Image by Fairfax County Public Library via Flickr
There is no need to repeat the recent media news of National Public Radio-NPR-firing political analyst Juan Williams for expressing a certain personal view about Muslim attire aboard airplanes (Muslim terrorists and planes being joined in the acts of 9/11). Mr. Williams expressed personal feelings that do not conform to the NPR image. The lack of conformity was the problem. Mr. Williams made it clear that he was speaking only of the iconic effect of Muslim garb plus airplanes, an effect that remains in the American experience. Nevertheless, he did not conform his reactions to the expressed ideals of NPR, it is now clear.
There is no need to put up a shield of words to defend Mr. Williams here, for Mr. Williams fights verbally very well. In fact, in the context of his remarks about airplanes and garb on Fox News, he said that his feelings are not directed toward all Muslims. The larger story that NPR exposed is its intolerance of Mr. Williams' personal expression, then exacerbated the situation by its leader's efforts to stigmatize Mr. Williams.

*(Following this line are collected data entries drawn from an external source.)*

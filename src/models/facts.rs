//! Running info reported by the mesh routing engine.
//!
//! Only the fields the settings builder needs are modelled; everything else in
//! the record is ignored. Missing fields default to empty.

use super::Ipv4Cidr;
use serde::{Deserialize, Serialize};

/// Live facts about the mesh: our own address and what peers proxy.
#[derive(Serialize, Deserialize, Debug, Clone, Default, PartialEq)]
pub struct RunningInfo {
    #[serde(default)]
    pub my_node_info: Option<MyNodeInfo>,
    #[serde(default)]
    pub routes: Vec<Route>,
}

#[derive(Serialize, Deserialize, Debug, Clone, Default, PartialEq)]
pub struct MyNodeInfo {
    #[serde(default)]
    pub virtual_ipv4: Option<VirtualIpv4>,
}

/// Address assigned to this node, as the engine reports it.
#[derive(Serialize, Deserialize, Debug, Clone, Default, PartialEq)]
pub struct VirtualIpv4 {
    #[serde(default)]
    pub address: String,
    #[serde(default)]
    pub network_length: u32,
}

/// One peer route entry.
#[derive(Serialize, Deserialize, Debug, Clone, Default, PartialEq)]
pub struct Route {
    #[serde(default)]
    pub proxy_cidrs: Vec<String>,
}

impl RunningInfo {
    /// Decode the engine's JSON record.
    ///
    /// # Returns
    /// * `Ok(RunningInfo)` - the decoded facts
    /// * `Err(String)` - the JSON path that failed and why
    pub fn from_json(json: &str) -> Result<RunningInfo, String> {
        let mut deserializer = serde_json::Deserializer::from_str(json);
        serde_path_to_error::deserialize(&mut deserializer)
            .map_err(|e| format!("Error parsing running info: path={} error={}", e.path(), e))
    }

    /// Like [`RunningInfo::from_json`] but never fails; bad input yields empty facts.
    pub fn from_json_lossy(json: &str) -> RunningInfo {
        RunningInfo::from_json(json).unwrap_or_else(|e| {
            log::warn!("{e}; continuing with empty facts");
            RunningInfo::default()
        })
    }

    /// Address block assigned to this node at runtime, if it parses.
    pub fn virtual_ipv4(&self) -> Option<Ipv4Cidr> {
        let v4 = self.my_node_info.as_ref()?.virtual_ipv4.as_ref()?;
        if v4.address.is_empty() {
            return None;
        }
        let mask = match u8::try_from(v4.network_length) {
            Ok(mask) => mask,
            Err(_) => {
                log::warn!(
                    "Ignoring virtual_ipv4 {} with network_length {}",
                    v4.address,
                    v4.network_length
                );
                return None;
            }
        };
        let text = format!("{}/{}", v4.address, mask);
        match Ipv4Cidr::new(&text) {
            Ok(cidr) => Some(cidr),
            Err(e) => {
                log::warn!("Ignoring virtual_ipv4: {e}");
                None
            }
        }
    }

    /// Every proxy CIDR advertised by any peer, unparsed.
    pub fn proxy_cidrs(&self) -> impl Iterator<Item = &str> {
        self.routes
            .iter()
            .flat_map(|r| r.proxy_cidrs.iter().map(String::as_str))
    }
}
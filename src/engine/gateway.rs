//! Cross-process error surfacing.
//!
//! The last error is written to a shared file keyed by a fixed name, then a
//! companion signal file is bumped so a watching host wakes up and reads it.
//! Fire and forget: failures here are logged and dropped.

use super::collaborator::ErrorNotifier;
use crate::config;
use std::error::Error;
use std::path::{Path, PathBuf};

/// [`ErrorNotifier`] backed by files in a directory shared with the host.
#[derive(Debug, Clone)]
pub struct SharedFileNotifier {
    dir: PathBuf,
}

impl SharedFileNotifier {
    pub fn new(dir: impl Into<PathBuf>) -> SharedFileNotifier {
        SharedFileNotifier { dir: dir.into() }
    }

    /// Path the host reads the last error message from.
    pub fn error_path(&self) -> PathBuf {
        self.dir.join(config::LAST_ERROR_KEY)
    }

    /// Path whose modification wakes the host.
    pub fn signal_path(&self) -> PathBuf {
        self.dir
            .join(format!("{}.{}", config::LAST_ERROR_KEY, config::SIGNAL_SUFFIX))
    }

    fn write(&self, message: &str) -> Result<(), Box<dyn Error>> {
        std::fs::create_dir_all(&self.dir)
            .map_err(|e| format!("Error creating {}: {e}", self.dir.display()))?;
        write_file(&self.error_path(), message)?;
        let stamp = chrono::Utc::now().to_rfc3339();
        write_file(&self.signal_path(), &stamp)?;
        Ok(())
    }
}

fn write_file(path: &Path, contents: &str) -> Result<(), Box<dyn Error>> {
    std::fs::write(path, contents)
        .map_err(|e| format!("Error writing {}: {e}", path.display()).into())
}

impl ErrorNotifier for SharedFileNotifier {
    fn notify(&self, message: &str) {
        log::warn!("Reporting error to host: {message}");
        if let Err(e) = self.write(message) {
            log::error!("Could not surface error to host: {e}");
        }
    }
}

/// Read back the last surfaced error, host side.
pub fn read_last_error(dir: &Path) -> Option<String> {
    std::fs::read_to_string(dir.join(config::LAST_ERROR_KEY)).ok()
}
//! IPv4 address and CIDR notation utilities.
//!
//! Provides [`Ipv4Cidr`] for an address plus prefix length, along with the mask
//! arithmetic used to canonicalize subnets and test containment.

use crate::error::ReconcileError;
use serde::de;
use serde::{Deserialize, Deserializer, Serialize};
use std::net::Ipv4Addr;
use std::str::FromStr;

/// Maximum length for an IPv4 prefix (32 bits).
pub const MAX_LENGTH: u8 = 32;

/// Convert a CIDR prefix length to a subnet mask as u32.
///
/// # Examples
/// ```
/// use tunnel_netsettings::models::get_cidr_mask;
/// assert_eq!(get_cidr_mask(24).unwrap(), 0xFFFFFF00);
/// ```
pub fn get_cidr_mask(len: u8) -> Result<u32, ReconcileError> {
    if len > MAX_LENGTH {
        Err(ReconcileError::MalformedCidr(format!(
            "prefix length /{len} is too long"
        )))
    } else {
        let right_len = MAX_LENGTH - len;
        let all_bits = u32::MAX as u64;

        let mask = (all_bits >> right_len) << right_len;

        Ok(mask as u32)
    }
}

/// Convert a prefix length to a dotted-quad subnet mask, e.g. `24` -> `255.255.255.0`.
pub fn prefix_to_mask(len: u8) -> Result<String, ReconcileError> {
    Ok(Ipv4Addr::from(get_cidr_mask(len)?).to_string())
}

/// True when one of the two subnets covers the other.
///
/// The broader subnet (shorter prefix) is taken as the container regardless of
/// argument order. Equal prefixes only match when the networks are identical.
pub fn contains(a: &Ipv4Cidr, b: &Ipv4Cidr) -> bool {
    let (bigger, smaller) = if a.mask <= b.mask { (a, b) } else { (b, a) };
    bigger.covers(smaller)
}

/// IPv4 address with CIDR notation support.
///
/// Host bits are kept as given so the same type can carry an interface address
/// such as `10.126.126.5/24`; [`Ipv4Cidr::canonicalize`] zeroes them.
///
/// `==` and ordering compare the stored address, host bits included, so
/// `10.1.2.3/16 != 10.1.0.0/16`. Compare subnets as networks only after
/// canonicalizing both sides; every route goes through
/// [`crate::processing::de_duplicate_routes`], which does that.
#[derive(Eq, PartialEq, Ord, PartialOrd, Debug, Copy, Clone, Hash)]
pub struct Ipv4Cidr {
    /// The IPv4 address.
    pub addr: Ipv4Addr,
    /// The prefix length (0-32).
    pub mask: u8,
}

impl Serialize for Ipv4Cidr {
    fn serialize<S>(&self, serializer: S) -> Result<S::Ok, S::Error>
    where
        S: serde::ser::Serializer,
    {
        serializer.serialize_str(&self.to_string())
    }
}

impl<'de> Deserialize<'de> for Ipv4Cidr {
    fn deserialize<D>(deserializer: D) -> Result<Ipv4Cidr, D::Error>
    where
        D: Deserializer<'de>,
    {
        let s = String::deserialize(deserializer)?;
        Ipv4Cidr::new(&s).map_err(de::Error::custom)
    }
}

impl Ipv4Cidr {
    /// Parse `a.b.c.d/n`, or a bare `a.b.c.d` which means `/32`.
    pub fn new(addr_cidr: &str) -> Result<Ipv4Cidr, ReconcileError> {
        let addr_cidr = addr_cidr.trim();
        let (addr_part, mask_part) = match addr_cidr.split_once('/') {
            Some((addr, mask)) => (addr, Some(mask)),
            None => (addr_cidr, None),
        };

        let addr = Ipv4Addr::from_str(addr_part)
            .map_err(|_| ReconcileError::MalformedCidr(format!("invalid address in '{addr_cidr}'")))?;
        let mask = match mask_part {
            Some(m) => u8::from_str(m.trim()).map_err(|_| {
                ReconcileError::MalformedCidr(format!("invalid prefix length in '{addr_cidr}'"))
            })?,
            None => MAX_LENGTH,
        };
        Ipv4Cidr::from_parts(addr, mask)
    }

    /// Build from an address and prefix length, rejecting prefixes above 32.
    pub fn from_parts(addr: Ipv4Addr, mask: u8) -> Result<Ipv4Cidr, ReconcileError> {
        if mask > MAX_LENGTH {
            return Err(ReconcileError::MalformedCidr(format!(
                "prefix length /{mask} is too long for {addr}"
            )));
        }
        Ok(Ipv4Cidr { addr, mask })
    }

    /// Zero the host bits. Idempotent.
    pub fn canonicalize(&self) -> Ipv4Cidr {
        Ipv4Cidr {
            addr: self.lo(),
            mask: self.mask,
        }
    }

    /// Dotted-quad subnet mask for this prefix.
    pub fn netmask(&self) -> Ipv4Addr {
        Ipv4Addr::from(self.mask_bits())
    }

    /// Get the lowest (network) address in the subnet.
    pub fn lo(&self) -> Ipv4Addr {
        Ipv4Addr::from(u32::from(self.addr) & self.mask_bits())
    }

    #[cfg(test)]
    pub(crate) fn contains_addr(&self, ip: Ipv4Addr) -> bool {
        u32::from(ip) & self.mask_bits() == u32::from(self.lo())
    }

    /// True iff `other` sits inside this network. Requires `self.mask <= other.mask`.
    fn covers(&self, other: &Ipv4Cidr) -> bool {
        if self.mask > other.mask {
            return false;
        }
        u32::from(other.lo()) & self.mask_bits() == u32::from(self.lo())
    }

    fn mask_bits(&self) -> u32 {
        // mask is validated on construction; fields are public though, so clamp.
        let len = self.mask.min(MAX_LENGTH);
        get_cidr_mask(len).unwrap_or(u32::MAX)
    }
}

impl FromStr for Ipv4Cidr {
    type Err = ReconcileError;

    fn from_str(s: &str) -> Result<Self, Self::Err> {
        Ipv4Cidr::new(s)
    }
}

impl std::fmt::Display for Ipv4Cidr {
    fn fmt(&self, f: &mut std::fmt::Formatter) -> std::fmt::Result {
        write!(f, "{}/{}", self.addr, self.mask)
    }
}
//! The complete interface configuration handed to the operating system.

use super::Ipv4Cidr;
use serde::{Deserialize, Serialize};
use std::net::{Ipv4Addr, Ipv6Addr};

/// Desired tunnel interface settings for one reconciliation pass.
#[derive(Serialize, Deserialize, Debug, Clone, PartialEq)]
pub struct DesiredSettings {
    pub ipv4: Ipv4Settings,
    pub ipv6: Option<Ipv6Settings>,
    pub dns: Option<DnsSettings>,
    pub mtu: u32,
}

#[derive(Serialize, Deserialize, Debug, Clone, PartialEq)]
pub struct Ipv4Settings {
    /// Tunnel host address.
    pub address: Ipv4Addr,
    /// Dotted-quad mask for `address`.
    pub subnet_mask: String,
    /// Routes sent through the tunnel, canonical and pruned.
    pub included_routes: Vec<Ipv4Cidr>,
}

#[derive(Serialize, Deserialize, Debug, Clone, PartialEq)]
pub struct Ipv6Settings {
    pub address: Ipv6Addr,
    pub prefix: u8,
}

impl Ipv6Settings {
    /// Parse `addr/prefix`. Anything else yields `None`.
    pub fn parse(text: &str) -> Option<Ipv6Settings> {
        let (addr, prefix) = text.trim().split_once('/')?;
        let address = addr.parse::<Ipv6Addr>().ok()?;
        let prefix = prefix.parse::<u8>().ok().filter(|p| *p <= 128)?;
        Some(Ipv6Settings { address, prefix })
    }
}

/// DNS block. An empty-string match domain captures every query.
#[derive(Serialize, Deserialize, Debug, Clone, PartialEq)]
pub struct DnsSettings {
    pub servers: Vec<String>,
    pub search_domains: Vec<String>,
    pub match_domains: Vec<String>,
}

impl DnsSettings {
    pub fn captures_all(&self) -> bool {
        self.match_domains.iter().any(|d| d.is_empty())
    }
}

#[cfg(test)]
mod tests {
    use super::*;

    #[test]
    fn test_ipv6_parse() {
        let v6 = Ipv6Settings::parse("fd00::1/64").unwrap();
        assert_eq!(v6.address, "fd00::1".parse::<Ipv6Addr>().unwrap());
        assert_eq!(v6.prefix, 64);

        assert_eq!(Ipv6Settings::parse("fd00::1"), None);
        assert_eq!(Ipv6Settings::parse("fd00::1/129"), None);
        assert_eq!(Ipv6Settings::parse("10.0.0.1/24"), None);
        assert_eq!(Ipv6Settings::parse(""), None);
    }

    #[test]
    fn test_captures_all() {
        let dns = DnsSettings {
            servers: vec!["1.1.1.1".into()],
            search_domains: vec![],
            match_domains: vec!["".into()],
        };
        assert!(dns.captures_all());
    }
}
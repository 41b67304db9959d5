//! Terminal rendering of tunnel settings.

use crate::models::DesiredSettings;
use crate::processing::{equivalent, snapshot, SettingsSnapshot};
use colored::Colorize;
use itertools::Itertools;

const LABEL_WIDTH: usize = 14;

/// Format a label, left-aligned and padded, followed by its value.
pub fn format_row<T: ToString>(label: &str, value: T) -> String {
    format!("{label:<LABEL_WIDTH$} {}", value.to_string())
}

/// Human-readable lines describing a settings value.
pub fn render_settings(settings: &DesiredSettings) -> Vec<String> {
    let mut lines = vec![
        format_row(
            "address",
            format!("{} / {}", settings.ipv4.address, settings.ipv4.subnet_mask),
        ),
        format_row(
            "routes",
            if settings.ipv4.included_routes.is_empty() {
                "none".to_string()
            } else {
                settings.ipv4.included_routes.iter().join(", ")
            },
        ),
    ];

    if let Some(v6) = &settings.ipv6 {
        lines.push(format_row("ipv6", format!("{}/{}", v6.address, v6.prefix)));
    }

    match &settings.dns {
        Some(dns) => {
            lines.push(format_row("dns servers", dns.servers.join(", ")));
            let scope = if dns.captures_all() {
                "all domains".to_string()
            } else {
                dns.match_domains.join(", ")
            };
            lines.push(format_row("dns match", scope));
        }
        None => lines.push(format_row("dns", "system default")),
    }

    lines.push(format_row("mtu", settings.mtu));
    lines
}

/// Whether the desired settings are what the tunnel last applied.
pub fn applied_status(
    desired: &DesiredSettings,
    applied: Option<&SettingsSnapshot>,
) -> &'static str {
    match applied {
        None => "not applied",
        Some(applied) if equivalent(&snapshot(desired), applied) => "applied",
        Some(_) => "pending, applied snapshot differs",
    }
}

/// Print the desired settings and, separately, the snapshot last applied.
pub fn print_settings(desired: &DesiredSettings, applied: Option<&SettingsSnapshot>) {
    println!("{}", "# Desired tunnel network settings".bold());
    for line in render_settings(desired) {
        println!("  {line}");
    }

    let status = applied_status(desired, applied);
    let status = if status == "applied" {
        status.green()
    } else {
        status.yellow()
    };
    println!("  {}", format_row("status", status));

    match applied.map(SettingsSnapshot::to_json) {
        Some(Ok(json)) => println!("{} {json}", "# Applied snapshot".bold()),
        Some(Err(e)) => log::warn!("Could not serialize snapshot: {e}"),
        None => println!("{}", "# Nothing applied yet".on_red()),
    }
}
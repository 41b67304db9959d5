//! Integration tests for tunnel-netsettings
//!
//! These tests verify the complete workflow from routing-engine facts to
//! applied settings, through the public API only.

use std::net::Ipv4Addr;
use std::sync::Arc;
use tunnel_netsettings::engine::{
    read_last_error, DryRunTunnel, FileRoutingEngine, PacketTunnel, Reconciler,
    SharedFileNotifier,
};
use tunnel_netsettings::models::{DesiredSettings, Ipv4Cidr};
use tunnel_netsettings::processing::{de_duplicate_routes, is_minimal, prune_overlapping};
use tunnel_netsettings::{
    compute_settings, snapshot, CommandHandler, ReconcileError, TunnelOptions,
};

const FACTS: &str = r#"{
    "my_node_info": {"virtual_ipv4": {"address": "10.126.126.5", "network_length": 24}},
    "routes": [{"proxy_cidrs": ["10.126.126.0/24", "10.126.0.0/16"]}]
}"#;

#[test]
fn test_route_aggregation() {
    let candidates = vec!["10.0.0.0/8", "10.1.0.0/16", "192.168.1.0/24", "10.0.0.0/8"];
    let routes = de_duplicate_routes(&candidates);
    let pruned = prune_overlapping(routes);
    assert!(is_minimal(&pruned));
    assert_eq!(
        pruned,
        vec![
            Ipv4Cidr::new("10.0.0.0/8").unwrap(),
            Ipv4Cidr::new("192.168.1.0/24").unwrap()
        ]
    );
}

#[test]
fn test_compute_settings() {
    let settings = compute_settings(FACTS, &TunnelOptions::default()).expect("Failed to compute");
    assert_eq!(settings.ipv4.address, Ipv4Addr::new(10, 126, 126, 5));
    assert_eq!(settings.ipv4.subnet_mask, "255.255.255.0");
    assert_eq!(
        settings.ipv4.included_routes,
        vec![Ipv4Cidr::new("10.126.0.0/16").unwrap()]
    );
    assert_eq!(settings.mtu, 1380);

    // Same facts in a different order give the same snapshot
    let reordered = r#"{
        "routes": [{"proxy_cidrs": ["10.126.0.0/16", "10.126.126.0/24"]}],
        "my_node_info": {"virtual_ipv4": {"address": "10.126.126.5", "network_length": 24}}
    }"#;
    let other = compute_settings(reordered, &TunnelOptions::default()).unwrap();
    assert_eq!(snapshot(&settings), snapshot(&other));
}

#[test]
fn test_malformed_facts_are_not_ready() {
    let result = compute_settings("not json", &TunnelOptions::default());
    assert_eq!(result, Err(ReconcileError::NotReady));
}

#[tokio::test(start_paused = true)]
async fn test_reconcile_from_facts_file() {
    let dir = tempfile::tempdir().unwrap();
    let facts = dir.path().join("facts.json");
    std::fs::write(&facts, FACTS).unwrap();

    let engine = Arc::new(FileRoutingEngine::new(&facts));
    let tunnel = Arc::new(DryRunTunnel::new(7));
    let notifier = Arc::new(SharedFileNotifier::new(dir.path()));
    let reconciler = Reconciler::spawn(
        engine.clone(),
        tunnel.clone(),
        notifier,
        TunnelOptions::default(),
    );

    reconciler.reassert().await.expect("First apply failed");
    assert_eq!(engine.bound_fd(), Some(7));
    let applied = tunnel.last_settings().expect("Nothing applied");
    assert_eq!(applied.ipv4.address, Ipv4Addr::new(10, 126, 126, 5));

    // Route-only change: applied, no rebind needed
    std::fs::write(
        &facts,
        r#"{
            "my_node_info": {"virtual_ipv4": {"address": "10.126.126.5", "network_length": 24}},
            "routes": [{"proxy_cidrs": ["10.126.0.0/16", "172.16.0.0/12"]}]
        }"#,
    )
    .unwrap();
    reconciler.facts_changed();
    tokio::time::sleep(std::time::Duration::from_secs(2)).await;

    let last = reconciler.last_snapshot().await.unwrap().expect("No snapshot");
    assert_eq!(last.ipv4_routes.len(), 2);
    assert_eq!(tunnel.last_settings().unwrap().ipv4.included_routes.len(), 2);
    assert!(read_last_error(dir.path()).is_none());

    reconciler.shutdown();
    reconciler.closed().await;
    assert_eq!(reconciler.reassert().await, Err(ReconcileError::Stopped));
}

struct BrokenTunnel;

#[async_trait::async_trait]
impl PacketTunnel for BrokenTunnel {
    async fn apply_settings(&self, _settings: &DesiredSettings) -> Result<(), String> {
        Err("permission denied".to_string())
    }

    fn tun_fd(&self) -> Option<i32> {
        None
    }
}

#[tokio::test(start_paused = true)]
async fn test_apply_failure_reaches_host() {
    let dir = tempfile::tempdir().unwrap();
    let facts = dir.path().join("facts.json");
    std::fs::write(&facts, FACTS).unwrap();

    let engine = Arc::new(FileRoutingEngine::new(&facts));
    let notifier = SharedFileNotifier::new(dir.path().join("shared"));
    let reconciler = Reconciler::spawn(
        engine.clone(),
        Arc::new(BrokenTunnel),
        Arc::new(notifier.clone()),
        TunnelOptions::default(),
    );

    let result = reconciler.reassert().await;
    assert!(matches!(result, Err(ReconcileError::ApplyFailed(_))));
    assert_eq!(
        read_last_error(&dir.path().join("shared")).as_deref(),
        Some("applying network settings failed: permission denied")
    );
    assert!(notifier.signal_path().exists());

    let handler = CommandHandler::new(reconciler, engine, None);
    let reply = handler.handle_json(r#"{"command":"last_settings"}"#).await;
    assert_eq!(reply, r#"{"ok":true,"payload":"null"}"#);
}
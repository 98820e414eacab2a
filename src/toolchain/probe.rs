//! Filesystem probing for installed binaries.
//!
//! Probes never touch the filesystem directly: they ask a [`PathLister`] for
//! the entries matching a glob pattern and apply a [`Selection`] policy when
//! more than one installation is present.

use std::cmp::Ordering;
use std::str::FromStr;

use camino::{Utf8Path, Utf8PathBuf};
use glob::{MatchOptions, Pattern};
use itertools::{EitherOrBoth, Itertools};
use tracing::debug;

use super::ToolchainError;

const MATCH_OPTIONS: MatchOptions = MatchOptions {
    case_sensitive: true,
    require_literal_separator: true,
    require_literal_leading_dot: false,
};

/// Lists filesystem entries matching a glob pattern.
pub trait PathLister {
    /// Entries matching `pattern`, in no particular order.
    ///
    /// # Errors
    ///
    /// Returns [`ToolchainError::Pattern`] for an invalid pattern and
    /// [`ToolchainError::Listing`] when a directory cannot be read.
    fn list(&self, pattern: &str) -> Result<Vec<Utf8PathBuf>, ToolchainError>;
}

/// Lists entries on the real filesystem with the `glob` crate.
#[derive(Debug, Clone, Copy, Default)]
pub struct GlobLister;

impl PathLister for GlobLister {
    fn list(&self, pattern: &str) -> Result<Vec<Utf8PathBuf>, ToolchainError> {
        let entries =
            glob::glob_with(pattern, MATCH_OPTIONS).map_err(|source| ToolchainError::Pattern {
                pattern: pattern.to_owned(),
                source,
            })?;
        let mut paths = Vec::new();
        for entry in entries {
            let path = entry.map_err(|source| ToolchainError::Listing {
                pattern: pattern.to_owned(),
                source,
            })?;
            match Utf8PathBuf::try_from(path) {
                Ok(utf8) => paths.push(utf8),
                Err(err) => debug!(path = ?err.as_path(), "skipping non UTF-8 match"),
            }
        }
        Ok(paths)
    }
}

/// Matches patterns against a fixed set of paths.
///
/// Lets tests describe an installation without creating it on disk.
#[derive(Debug, Clone, Default)]
pub struct StaticLister {
    entries: Vec<Utf8PathBuf>,
}

impl StaticLister {
    /// Lister reporting exactly `entries`.
    pub fn new<I, P>(entries: I) -> Self
    where
        I: IntoIterator<Item = P>,
        P: Into<Utf8PathBuf>,
    {
        Self {
            entries: entries.into_iter().map(Into::into).collect(),
        }
    }
}

impl PathLister for StaticLister {
    fn list(&self, pattern: &str) -> Result<Vec<Utf8PathBuf>, ToolchainError> {
        let compiled = Pattern::new(pattern).map_err(|source| ToolchainError::Pattern {
            pattern: pattern.to_owned(),
            source,
        })?;
        Ok(self
            .entries
            .iter()
            .filter(|entry| compiled.matches_with(entry.as_str(), MATCH_OPTIONS))
            .cloned()
            .collect())
    }
}

/// How to choose between several matching installations.
#[derive(Debug, Clone, Copy, Default, PartialEq, Eq)]
pub enum Selection {
    /// First entry of the lexically sorted listing.
    #[default]
    First,
    /// Greatest entry when digit runs compare as numbers.
    Latest,
}

impl Selection {
    /// Pick one of `candidates`.
    #[must_use]
    pub fn pick(self, mut candidates: Vec<Utf8PathBuf>) -> Option<Utf8PathBuf> {
        match self {
            Self::First => {
                candidates.sort();
                candidates.into_iter().next()
            }
            Self::Latest => candidates
                .into_iter()
                .max_by(|a, b| natural_cmp(a.as_str(), b.as_str())),
        }
    }

    /// Identifier accepted in configuration.
    #[must_use]
    pub const fn as_str(self) -> &'static str {
        match self {
            Self::First => "first",
            Self::Latest => "latest",
        }
    }
}

impl FromStr for Selection {
    type Err = String;

    fn from_str(value: &str) -> Result<Self, Self::Err> {
        match value.trim() {
            "first" => Ok(Self::First),
            "latest" => Ok(Self::Latest),
            other => Err(format!("unknown selection policy `{other}`; expected `first` or `latest`")),
        }
    }
}

/// Compare strings so that `14.29` sorts after `14.9`.
///
/// Runs of ASCII digits compare by numeric value, everything else compares
/// bytewise.
///
/// ```
/// use std::cmp::Ordering;
/// use kumiki::toolchain::natural_cmp;
///
/// assert_eq!(natural_cmp("MSVC/14.29", "MSVC/14.9"), Ordering::Greater);
/// assert_eq!(natural_cmp("v007", "v7"), Ordering::Equal);
/// ```
#[must_use]
pub fn natural_cmp(a: &str, b: &str) -> Ordering {
    chunks(a)
        .zip_longest(chunks(b))
        .map(|pair| match pair {
            EitherOrBoth::Both(x, y) => compare_chunks(x, y),
            EitherOrBoth::Left(_) => Ordering::Greater,
            EitherOrBoth::Right(_) => Ordering::Less,
        })
        .find(|ord| ord.is_ne())
        .unwrap_or(Ordering::Equal)
}

fn compare_chunks(x: &str, y: &str) -> Ordering {
    let numeric = |s: &str| s.bytes().all(|b| b.is_ascii_digit());
    if numeric(x) && numeric(y) {
        let xs = x.trim_start_matches('0');
        let ys = y.trim_start_matches('0');
        xs.len().cmp(&ys.len()).then_with(|| xs.cmp(ys))
    } else {
        x.cmp(y)
    }
}

/// Split `s` into alternating digit and non-digit runs.
fn chunks(s: &str) -> impl Iterator<Item = &str> {
    let mut rest = s;
    std::iter::from_fn(move || {
        let digits = rest.chars().next()?.is_ascii_digit();
        let end = rest
            .find(|c: char| c.is_ascii_digit() != digits)
            .unwrap_or(rest.len());
        let (head, tail) = rest.split_at(end);
        rest = tail;
        Some(head)
    })
}

/// Escape `path` so it can prefix a glob pattern literally.
pub(super) fn literal(path: &Utf8Path) -> String {
    Pattern::escape(path.as_str())
}

/// Run one probe and apply `selection`; `None` when nothing matched.
///
/// # Errors
///
/// Propagates [`PathLister::list`] failures.
pub(super) fn find(
    lister: &dyn PathLister,
    tool: &str,
    pattern: &str,
    selection: Selection,
) -> Result<Option<Utf8PathBuf>, ToolchainError> {
    let candidates = lister.list(pattern)?;
    debug!(tool, pattern, matches = candidates.len(), "probe");
    let chosen = selection.pick(candidates);
    if let Some(path) = &chosen {
        debug!(tool, path = %path, policy = selection.as_str(), "selected");
    }
    Ok(chosen)
}

/// Like [`find`] but a missing match is an error.
///
/// # Errors
///
/// Returns [`ToolchainError::NotFound`] when nothing matches.
pub(super) fn require(
    lister: &dyn PathLister,
    tool: &str,
    pattern: &str,
    selection: Selection,
) -> Result<Utf8PathBuf, ToolchainError> {
    find(lister, tool, pattern, selection)?.ok_or_else(|| ToolchainError::NotFound {
        tool: tool.to_owned(),
        pattern: pattern.to_owned(),
    })
}
//! Context for failures that have no dedicated error variant.
//!
//! `.diag(...)` turns any `std::error::Error` into a `miette` report carrying
//! a short description of what was being attempted.
use miette::{Context, IntoDiagnostic, Result};
use std::fmt::Display;

/// Extension methods for turning `Result` values into `miette` diagnostics.
///
/// ```rust,ignore
/// use crate::diagnostics::ResultExt;
///
/// let exe = std::env::current_exe().diag("locate the kumiki executable")?;
/// ```
pub(crate) trait ResultExt<T> {
    /// Attach a static context message to any error.
    fn diag(self, context: impl Display + Send + Sync + 'static) -> Result<T>;
}

impl<T, E> ResultExt<T> for std::result::Result<T, E>
where
    E: std::error::Error + Send + Sync + 'static,
{
    fn diag(self, context: impl Display + Send + Sync + 'static) -> Result<T> {
        self.into_diagnostic().wrap_err(context)
    }
}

That is one part of the big story, that NPR leadership claims tolerance and yet behaves intolerantly--grossly so. The other part of the big story here is that the leader of NPR used a tactic often used by those of extremist views, by any name, to put down anyone who does not agree: to stigmatize critics. When the leader of NPR referred to Mr. Williams taking up his views with "his psychiatrist or his publicist," she employed that tactic of stigmatization.
There is personal relief that the effort was seen for what it was, by all who still maintain, in the public forum, that every citizen of a free society has the right to express personal views. The intolerance of NPR management in this instance caused the closing, even the slamming, of their open door... on a respected journalist and commentator.